- Third baseman, shortstop
- Born: December 21, 1913 York, Pennsylvania, U.S.
- Died: May 1, 1998 (aged 84) York, Pennsylvania, U.S.
- Batted: RightThrew: Right

MLB debut
- July 23, 1943, for the Boston Braves

Last MLB appearance
- August 6, 1944, for the Philadelphia Phillies

MLB statistics
- Batting average: .157
- Home runs: 0
- Runs batted in: 5
- Stats at Baseball Reference

Teams
- Boston Braves (1943); Philadelphia Phillies (1944);

= Heinie Heltzel =

American baseball player (1913-1998)

William Wade "Heinie" Heltzel (December 21, 1913 – May 1, 1998) was an American baseball player. He played professional baseball as a shortstop and third baseman from 1935 to 1947, including stints with the Boston Braves in 1943 and the Philadelphia Phillies in 1944.

==Biography==
Heltzel was born in 1913 in York, Pennsylvania.
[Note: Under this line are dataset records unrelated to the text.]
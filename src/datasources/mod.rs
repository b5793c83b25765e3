//! Read-only lookups. Every data source reports an `id` derived from its inputs.

use std::sync::Arc;

use crate::resource::DynDataSource;

pub mod actions;
pub mod branch_protection;
pub mod collaborators;
pub mod custom_role;
pub mod environments;
pub mod git;
pub mod issue_labels;
pub mod release;
pub mod repository;
pub mod team;
pub mod user;

pub fn all() -> Vec<Arc<dyn DynDataSource>> {
    vec![
        Arc::new(repository::RepositoryDataSource),
        Arc::new(repository::RepositoriesDataSource),
        Arc::new(git::BranchDataSource),
        Arc::new(git::RefDataSource),
        Arc::new(team::TeamDataSource),
        Arc::new(user::UserDataSource),
        Arc::new(release::ReleaseDataSource),
        Arc::new(custom_role::CustomRoleDataSource),
        Arc::new(actions::PublicKeyDataSource),
        Arc::new(actions::SecretsDataSource),
        Arc::new(actions::VariablesDataSource),
        Arc::new(actions::OrgSecretsDataSource),
        Arc::new(environments::DeploymentPoliciesDataSource),
        Arc::new(actions::RepoOidcTemplateDataSource),
        Arc::new(actions::OrgOidcTemplateDataSource),
        Arc::new(issue_labels::IssueLabelsDataSource),
        Arc::new(branch_protection::BranchProtectionRulesDataSource),
        Arc::new(collaborators::CollaboratorsDataSource),
        Arc::new(environments::EnvironmentsDataSource),
    ]
}

/// Resolves a `name` / `full_name` pair to `(owner, repo)`, defaulting the owner.
pub(crate) fn repo_target<'a>(
    default_owner: &'a str,
    name: Option<&'a str>,
    full_name: Option<&'a str>,
) -> anyhow::Result<(&'a str, &'a str)> {
    match (full_name, name) {
        (Some(full_name), _) => match full_name.split_once('/') {
            Some((owner, repo)) if !owner.is_empty() && !repo.is_empty() && !repo.contains('/') => Ok((owner, repo)),
            _ => anyhow::bail!("full_name must look like owner/repository, got {full_name:?}"),
        },
        (None, Some(name)) => Ok((default_owner, name)),
        (None, None) => anyhow::bail!("One of name or full_name must be set"),
    }
}

#[cfg(test)]
mod tests {
    use super::*;

    #[test]
    fn type_names_are_unique() {
        let mut names: Vec<_> = all().iter().map(|d| d.type_name()).collect();
        let count = names.len();
        names.sort();
        names.dedup();
        assert_eq!(names.len(), count);
        assert_eq!(count, 19);
    }

    #[test]
    fn repo_target_prefers_full_name() {
        assert_eq!(repo_target("acme", Some("x"), Some("octo/widgets")).unwrap(), ("octo", "widgets"));
        assert_eq!(repo_target("acme", Some("widgets"), None).unwrap(), ("acme", "widgets"));
        assert!(repo_target("acme", None, Some("widgets")).is_err());
        assert!(repo_target("acme", None, None).is_err());
    }
}
//! Actions secrets at repository, organization and environment scope.
//!
//! Values are write-only on GitHub, so state keeps what was sent and drift is
//! detected from `updated_at`. When a secret changed outside of this provider and
//! `destroy_on_drift` is set, read clears the values so the next plan recreates it.

use anyhow::{Context, bail};
use async_trait::async_trait;
use lazy_static::lazy_static;
use octocrab::Octocrab;
use regex::Regex;
use serde::{Deserialize, Serialize};

use crate::{
    addr::{RepoChildAddr, RepoEnvChildAddr, ResourceAddress},
    crypto::seal_secret,
    diag::Diagnostics,
    error::NotFoundExt,
    github_ext::actions::{ActionsExt, ActionsScope, GitHubSecret, PutSecretRequest},
    resource::{ProviderData, Resource},
    resources::{normalize_opt_set, not_found, observed_set},
    schema::{Attribute, Kind, Schema, Validator},
};

lazy_static! {
    pub(crate) static ref SECRET_NAME: Regex = Regex::new(r"^[A-Za-z_][A-Za-z0-9_]*$").unwrap();
    static ref BASE64: Regex = Regex::new(r"^[A-Za-z0-9+/]*={0,2}$").unwrap();
}

pub(crate) const ORG_VISIBILITIES: &[&str] = &["all", "private", "selected"];

/// Attributes every secret resource shares.
fn value_attributes(schema: Schema, name_attr: &str) -> Schema {
    schema
        .attr(
            name_attr,
            Attribute::required_string()
                .requires_replace()
                .validate(Validator::Regex(
                    &SECRET_NAME,
                    "must contain only letters, digits and underscores, and not start with a digit",
                )),
        )
        .attr(
            "plaintext_value",
            Attribute::optional_string()
                .sensitive()
                .requires_replace()
                .validate(Validator::ConflictsWith(&["encrypted_value"])),
        )
        .attr(
            "encrypted_value",
            Attribute::optional_string()
                .sensitive()
                .requires_replace()
                .validate(Validator::Regex(&BASE64, "must be base64-encoded")),
        )
        .attr(
            "destroy_on_drift",
            Attribute::optional_bool()
                .default(true)
                .describe("Recreate the secret when it was changed outside of this provider."),
        )
        .attr("created_at", Attribute::computed_string())
        .attr("updated_at", Attribute::computed_string())
}

pub(crate) fn validate_secret_name(attribute: &str, name: &str, diags: &mut Diagnostics) {
    if name.to_ascii_uppercase().starts_with("GITHUB_") {
        diags.attribute_error(
            attribute,
            "Invalid secret name",
            format!("{name}: secret names must not start with GITHUB_"),
        );
    }
}
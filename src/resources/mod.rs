//! The managed resource catalogue, one module per GitHub object.

use std::sync::Arc;

use crate::resource::DynResource;

pub mod branch;
pub mod branch_default;
pub mod branch_protection;
pub mod collaborator;
pub mod custom_role;
pub mod deployment_policy;
pub mod environment;
pub mod issue_label;
pub mod membership;
pub mod oidc;
pub mod release;
pub mod repository;
pub mod runner_group;
pub mod secrets;
pub mod team;
pub mod team_membership;
pub mod team_repository;
pub mod variables;

pub fn all() -> Vec<Arc<dyn DynResource>> {
    vec![
        Arc::new(repository::RepositoryResource),
        Arc::new(branch::BranchResource),
        Arc::new(branch_default::BranchDefaultResource),
        Arc::new(branch_protection::BranchProtectionResource),
        Arc::new(collaborator::CollaboratorResource),
        Arc::new(team::TeamResource),
        Arc::new(team_membership::TeamMembershipResource),
        Arc::new(team_repository::TeamRepositoryResource),
        Arc::new(membership::MembershipResource),
        Arc::new(secrets::RepoSecretResource),
        Arc::new(secrets::OrgSecretResource),
        Arc::new(secrets::EnvSecretResource),
        Arc::new(variables::RepoVariableResource),
        Arc::new(variables::OrgVariableResource),
        Arc::new(variables::EnvVariableResource),
        Arc::new(release::ReleaseResource),
        Arc::new(custom_role::CustomRoleResource),
        Arc::new(runner_group::RunnerGroupResource),
        Arc::new(environment::EnvironmentResource),
        Arc::new(deployment_policy::DeploymentPolicyResource),
        Arc::new(oidc::RepoOidcTemplateResource),
        Arc::new(oidc::OrgOidcTemplateResource),
        Arc::new(issue_label::IssueLabelResource),
    ]
}

/// A remote boolean setting as state should hold it: unset stays unset while GitHub
/// reports the off value.
pub(crate) fn observed_bool(current: Option<bool>, remote: bool) -> Option<bool> {
    if current.is_none() && !remote { None } else { Some(remote) }
}

/// Same as [`observed_bool`] for set-like lists, which come back sorted.
pub(crate) fn observed_set<T: Ord>(current: &Option<Vec<T>>, mut remote: Vec<T>) -> Option<Vec<T>> {
    if current.is_none() && remote.is_empty() {
        return None;
    }
    crate::util::normalize_set(&mut remote);
    Some(remote)
}

pub(crate) fn normalize_opt_set<T: Ord>(items: &mut Option<Vec<T>>) {
    if let Some(items) = items {
        crate::util::normalize_set(items);
    }
}

pub(crate) fn not_found(type_name: &str, id: &str) -> anyhow::Error {
    anyhow::anyhow!("Cannot import {type_name} {id:?}: it does not exist")
}

#[cfg(test)]
mod tests {
    use super::*;

    #[test]
    fn observed_values_keep_unset_defaults() {
        assert_eq!(observed_bool(None, false), None);
        assert_eq!(observed_bool(None, true), Some(true));
        assert_eq!(observed_bool(Some(true), false), Some(false));

        assert_eq!(observed_set::<String>(&None, vec![]), None);
        assert_eq!(observed_set(&Some(vec![]), vec![3, 1]), Some(vec![1, 3]));
    }

    #[test]
    fn type_names_are_unique() {
        let mut names: Vec<_> = all().iter().map(|r| r.type_name()).collect();
        let count = names.len();
        names.sort();
        names.dedup();
        assert_eq!(names.len(), count);
        assert_eq!(count, 23);
    }
}
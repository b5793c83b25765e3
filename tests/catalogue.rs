use std::collections::BTreeSet;

use github_provider::GitHubProvider;

#[test]
fn every_resource_state_matches_its_schema() {
    let provider = GitHubProvider::new();
    for type_name in provider.resource_types() {
        let resource = provider.resource(type_name).unwrap();
        let schema: BTreeSet<String> = resource.schema().attributes.keys().cloned().collect();
        let state: BTreeSet<String> = resource.state_attributes().into_iter().collect();
        assert_eq!(schema, state, "{type_name}: schema and state attributes differ");
    }
}

#[test]
fn every_data_source_state_matches_its_schema() {
    let provider = GitHubProvider::new();
    for type_name in provider.data_source_types() {
        let data_source = provider.data_source(type_name).unwrap();
        let schema: BTreeSet<String> = data_source.schema().attributes.keys().cloned().collect();
        let state: BTreeSet<String> = data_source.state_attributes().into_iter().collect();
        assert_eq!(schema, state, "{type_name}: schema and state attributes differ");
    }
}

#[test]
fn type_names_are_prefixed_and_unique() {
    let provider = GitHubProvider::new();
    let resources: Vec<&str> = provider.resource_types().collect();
    let data_sources: Vec<&str> = provider.data_source_types().collect();

    assert_eq!(resources.len(), 23);
    assert_eq!(data_sources.len(), 19);
    for name in resources.iter().chain(data_sources.iter()) {
        assert!(name.starts_with("github_"), "{name}");
    }
    assert_eq!(resources.iter().collect::<BTreeSet<_>>().len(), resources.len());
}

#[test]
fn schema_serializes_every_type() {
    let provider = GitHubProvider::new();
    let schema = serde_json::to_value(provider.get_schema()).unwrap();

    assert!(schema["provider"]["attributes"]["token"]["sensitive"].as_bool().unwrap());
    assert_eq!(schema["resources"].as_object().unwrap().len(), 23);
    assert_eq!(schema["data_sources"].as_object().unwrap().len(), 19);
    assert_eq!(
        schema["resources"]["github_actions_secret"]["attributes"]["plaintext_value"]["sensitive"],
        true
    );
}

#[test]
fn unknown_types_are_diagnosed() {
    let provider = GitHubProvider::new();
    let diags = provider.validate_resource_config("github_nope", &serde_json::json!({}));
    assert!(diags.has_error());

    let diags = provider.validate_data_source_config("github_nope", &serde_json::json!({}));
    assert!(diags.has_error());
}
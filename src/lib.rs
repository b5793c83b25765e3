pub mod addr;
pub mod client;
pub mod config;
pub mod crypto;
pub mod datasources;
pub mod diag;
pub mod error;
pub mod github_ext;
pub mod op;
pub mod provider;
pub mod resource;
pub mod resources;
pub mod schema;
pub mod server;
pub mod util;

pub use provider::GitHubProvider;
He began playing professional baseball in 1935 with the Harrisburg Senators of the New York–Penn League. Over the next eight seasons, he continued in the minor leagues, playing for the Trenton Senators (1936-37), Greenville Spinners (1938), Montgomery Rebels (1938), Orlando Senators (1939), Reading Chicks (1940-41), Bridgeport Bees (1941), and Hartford Bees (1942-43).

In 1943, Heltzel made his major league debut on July 27, 1943, with the Boston Braves. He appeared in twenty-nine games with the Braves during the 1940 season. He had thirteen hits and seven walks, scored six runs, and tallied five RBIs, eighteen putouts, forty-eight assists, and nine errors.

In 1944, he appeared in eleven games for the Philadelphia Phillies.

He appeared in his final major league game on August 6, 1944. His career fielding percentage in twenty-nine games at third base was .880 – 68 points below the league average of .948 for third basemen during the years he played.

Heltzel continued to play in the minor leagues for the Indianapolis Indians (1944-45), Seattle Rainiers (1946), and York White Roses (1946-47).

==Death==
In May 1998, Heltzel died at the age of eighty-three in York, Pennsylvania.